ABOUT THIS TASK: Return the records exactly, keeping every line as it is.
# # # #
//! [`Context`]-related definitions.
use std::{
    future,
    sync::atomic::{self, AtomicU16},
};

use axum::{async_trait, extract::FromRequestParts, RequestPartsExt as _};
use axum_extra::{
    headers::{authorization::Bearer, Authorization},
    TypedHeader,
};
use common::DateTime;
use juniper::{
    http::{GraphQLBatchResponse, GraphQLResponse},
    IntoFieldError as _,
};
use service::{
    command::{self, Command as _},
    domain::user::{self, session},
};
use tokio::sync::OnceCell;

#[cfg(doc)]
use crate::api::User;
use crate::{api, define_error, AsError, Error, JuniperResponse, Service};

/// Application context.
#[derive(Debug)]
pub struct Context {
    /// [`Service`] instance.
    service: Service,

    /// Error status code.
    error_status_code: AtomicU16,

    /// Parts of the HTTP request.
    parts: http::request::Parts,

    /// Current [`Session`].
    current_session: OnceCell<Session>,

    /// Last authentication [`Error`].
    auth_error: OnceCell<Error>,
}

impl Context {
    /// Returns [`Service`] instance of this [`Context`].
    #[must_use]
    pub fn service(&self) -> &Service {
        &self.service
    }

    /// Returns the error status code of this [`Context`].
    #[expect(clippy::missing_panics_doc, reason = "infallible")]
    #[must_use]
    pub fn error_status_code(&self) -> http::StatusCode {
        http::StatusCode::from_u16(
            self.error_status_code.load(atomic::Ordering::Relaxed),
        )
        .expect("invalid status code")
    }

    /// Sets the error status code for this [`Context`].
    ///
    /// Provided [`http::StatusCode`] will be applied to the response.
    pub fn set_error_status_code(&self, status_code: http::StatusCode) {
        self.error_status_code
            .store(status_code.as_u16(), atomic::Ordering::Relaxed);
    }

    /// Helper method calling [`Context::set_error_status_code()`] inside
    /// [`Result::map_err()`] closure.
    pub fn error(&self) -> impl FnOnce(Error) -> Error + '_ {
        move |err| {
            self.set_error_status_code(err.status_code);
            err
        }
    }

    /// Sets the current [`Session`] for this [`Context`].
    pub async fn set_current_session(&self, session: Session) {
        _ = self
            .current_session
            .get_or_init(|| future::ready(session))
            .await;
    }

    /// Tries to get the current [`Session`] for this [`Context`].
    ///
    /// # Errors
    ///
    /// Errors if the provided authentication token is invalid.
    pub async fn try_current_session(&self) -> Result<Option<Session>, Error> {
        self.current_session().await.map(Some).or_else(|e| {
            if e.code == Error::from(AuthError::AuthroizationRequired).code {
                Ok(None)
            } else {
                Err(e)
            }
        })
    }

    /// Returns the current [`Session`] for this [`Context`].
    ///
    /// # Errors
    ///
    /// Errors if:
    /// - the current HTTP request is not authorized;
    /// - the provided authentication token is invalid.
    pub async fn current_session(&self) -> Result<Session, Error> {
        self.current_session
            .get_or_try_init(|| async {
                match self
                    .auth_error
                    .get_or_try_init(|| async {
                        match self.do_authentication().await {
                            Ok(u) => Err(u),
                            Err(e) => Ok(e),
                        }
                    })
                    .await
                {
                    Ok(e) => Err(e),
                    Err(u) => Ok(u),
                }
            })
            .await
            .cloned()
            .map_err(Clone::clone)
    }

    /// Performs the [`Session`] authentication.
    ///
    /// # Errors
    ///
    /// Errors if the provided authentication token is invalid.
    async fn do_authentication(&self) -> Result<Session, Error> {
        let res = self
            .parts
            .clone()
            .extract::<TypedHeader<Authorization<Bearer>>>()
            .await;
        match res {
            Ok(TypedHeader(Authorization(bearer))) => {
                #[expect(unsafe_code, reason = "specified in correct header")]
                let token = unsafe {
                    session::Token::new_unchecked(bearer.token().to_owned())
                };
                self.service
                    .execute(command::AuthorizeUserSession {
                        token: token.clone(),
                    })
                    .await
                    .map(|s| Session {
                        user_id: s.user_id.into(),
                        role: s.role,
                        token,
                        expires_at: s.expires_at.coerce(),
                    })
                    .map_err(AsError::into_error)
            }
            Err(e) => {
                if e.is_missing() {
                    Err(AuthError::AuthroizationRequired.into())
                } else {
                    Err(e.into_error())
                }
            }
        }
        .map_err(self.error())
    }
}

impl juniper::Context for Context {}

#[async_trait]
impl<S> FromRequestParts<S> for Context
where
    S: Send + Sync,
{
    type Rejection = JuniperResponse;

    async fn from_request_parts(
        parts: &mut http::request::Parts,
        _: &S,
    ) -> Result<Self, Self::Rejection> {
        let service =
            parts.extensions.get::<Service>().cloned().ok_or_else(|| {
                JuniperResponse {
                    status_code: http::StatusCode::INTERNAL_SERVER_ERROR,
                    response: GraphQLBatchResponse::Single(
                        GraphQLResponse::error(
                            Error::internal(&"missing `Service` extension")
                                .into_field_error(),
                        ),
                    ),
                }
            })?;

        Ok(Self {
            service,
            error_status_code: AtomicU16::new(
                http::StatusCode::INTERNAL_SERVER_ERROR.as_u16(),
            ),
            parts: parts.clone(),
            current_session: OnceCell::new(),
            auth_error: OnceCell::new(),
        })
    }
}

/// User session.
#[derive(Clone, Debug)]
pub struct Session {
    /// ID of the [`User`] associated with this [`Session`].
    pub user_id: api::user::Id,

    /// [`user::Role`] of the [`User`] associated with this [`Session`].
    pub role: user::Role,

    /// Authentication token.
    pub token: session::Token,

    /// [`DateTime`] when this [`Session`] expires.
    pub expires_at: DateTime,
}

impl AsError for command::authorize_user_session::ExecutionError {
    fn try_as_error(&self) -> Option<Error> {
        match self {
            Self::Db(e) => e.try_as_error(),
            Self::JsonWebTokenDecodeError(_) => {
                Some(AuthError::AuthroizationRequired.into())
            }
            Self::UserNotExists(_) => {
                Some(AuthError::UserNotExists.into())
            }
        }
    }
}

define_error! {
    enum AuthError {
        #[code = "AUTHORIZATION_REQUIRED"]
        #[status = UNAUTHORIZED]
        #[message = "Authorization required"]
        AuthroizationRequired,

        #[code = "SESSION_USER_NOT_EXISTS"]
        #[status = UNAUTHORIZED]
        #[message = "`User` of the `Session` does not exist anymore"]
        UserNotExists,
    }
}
# # # #
OUTPUT FOR THIS TASK:
//! [`Context`]-related definitions.
use std::{
    future,
    sync::atomic::{self, AtomicU16},
};

use axum::{async_trait, extract::FromRequestParts, RequestPartsExt as _};
use axum_extra::{
    headers::{authorization::Bearer, Authorization},
    TypedHeader,
};
use common::DateTime;
use juniper::{
    http::{GraphQLBatchResponse, GraphQLResponse},
    IntoFieldError as _,
};
use service::{
    command::{self, Command as _},
    domain::user::{self, session},
};
use tokio::sync::OnceCell;

#[cfg(doc)]
use crate::api::User;
use crate::{api, define_error, AsError, Error, JuniperResponse, Service};

/// Application context.
#[derive(Debug)]
pub struct Context {
    /// [`Service`] instance.
    service: Service,

    /// Error status code.
    error_status_code: AtomicU16,

    /// Parts of the HTTP request.
    parts: http::request::Parts,

    /// Current [`Session`].
    current_session: OnceCell<Session>,

    /// Last authentication [`Error`].
    auth_error: OnceCell<Error>,
}

impl Context {
    /// Returns [`Service`] instance of this [`Context`].
    #[must_use]
    pub fn service(&self) -> &Service {
        &self.service
    }

    /// Returns the error status code of this [`Context`].
    #[expect(clippy::missing_panics_doc, reason = "infallible")]
    #[must_use]
    pub fn error_status_code(&self) -> http::StatusCode {
        http::StatusCode::from_u16(
            self.error_status_code.load(atomic::Ordering::Relaxed),
        )
        .expect("invalid status code")
    }

    /// Sets the error status code for this [`Context`].
    ///
    /// Provided [`http::StatusCode`] will be applied to the response.
    pub fn set_error_status_code(&self, status_code: http::StatusCode) {
        self.error_status_code
            .store(status_code.as_u16(), atomic::Ordering::Relaxed);
    }

    /// Helper method calling [`Context::set_error_status_code()`] inside
    /// [`Result::map_err()`] closure.
    pub fn error(&self) -> impl FnOnce(Error) -> Error + '_ {
        move |err| {
            self.set_error_status_code(err.status_code);
            err
        }
    }

    /// Sets the current [`Session`] for this [`Context`].
    pub async fn set_current_session(&self, session: Session) {
        _ = self
            .current_session
            .get_or_init(|| future::ready(session))
            .await;
    }

    /// Tries to get the current [`Session`] for this [`Context`].
    ///
    /// # Errors
    ///
    /// Errors if the provided authentication token is invalid.
    pub async fn try_current_session(&self) -> Result<Option<Session>, Error> {
        self.current_session().await.map(Some).or_else(|e| {
            if e.code == Error::from(AuthError::AuthroizationRequired).code {
                Ok(None)
            } else {
                Err(e)
            }
        })
    }

    /// Returns the current [`Session`] for this [`Context`].
    ///
    /// # Errors
    ///
    /// Errors if:
    /// - the current HTTP request is not authorized;
    /// - the provided authentication token is invalid.
    pub async fn current_session(&self) -> Result<Session, Error> {
        self.current_session
            .get_or_try_init(|| async {
                match self
                    .auth_error
                    .get_or_try_init(|| async {
                        match self.do_authentication().await {
                            Ok(u) => Err(u),
                            Err(e) => Ok(e),
                        }
                    })
                    .await
                {
                    Ok(e) => Err(e),
                    Err(u) => Ok(u),
                }
            })
            .await
            .cloned()
            .map_err(Clone::clone)
    }

    /// Performs the [`Session`] authentication.
    ///
    /// # Errors
    ///
    /// Errors if the provided authentication token is invalid.
    async fn do_authentication(&self) -> Result<Session, Error> {
        let res = self
            .parts
            .clone()
            .extract::<TypedHeader<Authorization<Bearer>>>()
            .await;
        match res {
            Ok(TypedHeader(Authorization(bearer))) => {
                #[expect(unsafe_code, reason = "specified in correct header")]
                let token = unsafe {
                    session::Token::new_unchecked(bearer.token().to_owned())
                };
                self.service
                    .execute(command::AuthorizeUserSession {
                        token: token.clone(),
                    })
                    .await
                    .map(|s| Session {
                        user_id: s.user_id.into(),
                        role: s.role,
                        token,
                        expires_at: s.expires_at.coerce(),
                    })
                    .map_err(AsError::into_error)
            }
            Err(e) => {
                if e.is_missing() {
                    Err(AuthError::AuthroizationRequired.into())
                } else {
                    Err(e.into_error())
                }
            }
        }
        .map_err(self.error())
    }
}

impl juniper::Context for Context {}

#[async_trait]
impl<S> FromRequestParts<S> for Context
where
    S: Send + Sync,
{
    type Rejection = JuniperResponse;

    async fn from_request_parts(
        parts: &mut http::request::Parts,
        _: &S,
    ) -> Result<Self, Self::Rejection> {
        let service =
            parts.extensions.get::<Service>().cloned().ok_or_else(|| {
                JuniperResponse {
                    status_code: http::StatusCode::INTERNAL_SERVER_ERROR,
                    response: GraphQLBatchResponse::Single(
                        GraphQLResponse::error(
                            Error::internal(&"missing `Service` extension")
                                .into_field_error(),
                        ),
                    ),
                }
            })?;

        Ok(Self {
            service,
            error_status_code: AtomicU16::new(
                http::StatusCode::INTERNAL_SERVER_ERROR.as_u16(),
            ),
            parts: parts.clone(),
            current_session: OnceCell::new(),
            auth_error: OnceCell::new(),
        })
    }
}

/// User session.
#[derive(Clone, Debug)]
pub struct Session {
    /// ID of the [`User`] associated with this [`Session`].
    pub user_id: api::user::Id,

    /// [`user::Role`] of the [`User`] associated with this [`Session`].
    pub role: user::Role,

    /// Authentication token.
    pub token: session::Token,

    /// [`DateTime`] when this [`Session`] expires.
    pub expires_at: DateTime,
}

impl AsError for command::authorize_user_session::ExecutionError {
    fn try_as_error(&self) -> Option<Error> {
        match self {
            Self::Db(e) => e.try_as_error(),
            Self::JsonWebTokenDecodeError(_) => {
                Some(AuthError::AuthroizationRequired.into())
            }
            Self::UserNotExists(_) => {
                Some(AuthError::UserNotExists.into())
            }
        }
    }
}

define_error! {
    enum AuthError {
        #[code = "AUTHORIZATION_REQUIRED"]
        #[status = UNAUTHORIZED]
        #[message = "Authorization required"]
        AuthroizationRequired,

        #[code = "SESSION_USER_NOT_EXISTS"]
        #[status = UNAUTHORIZED]
        #[message = "`User` of the `Session` does not exist anymore"]
        UserNotExists,
    }
}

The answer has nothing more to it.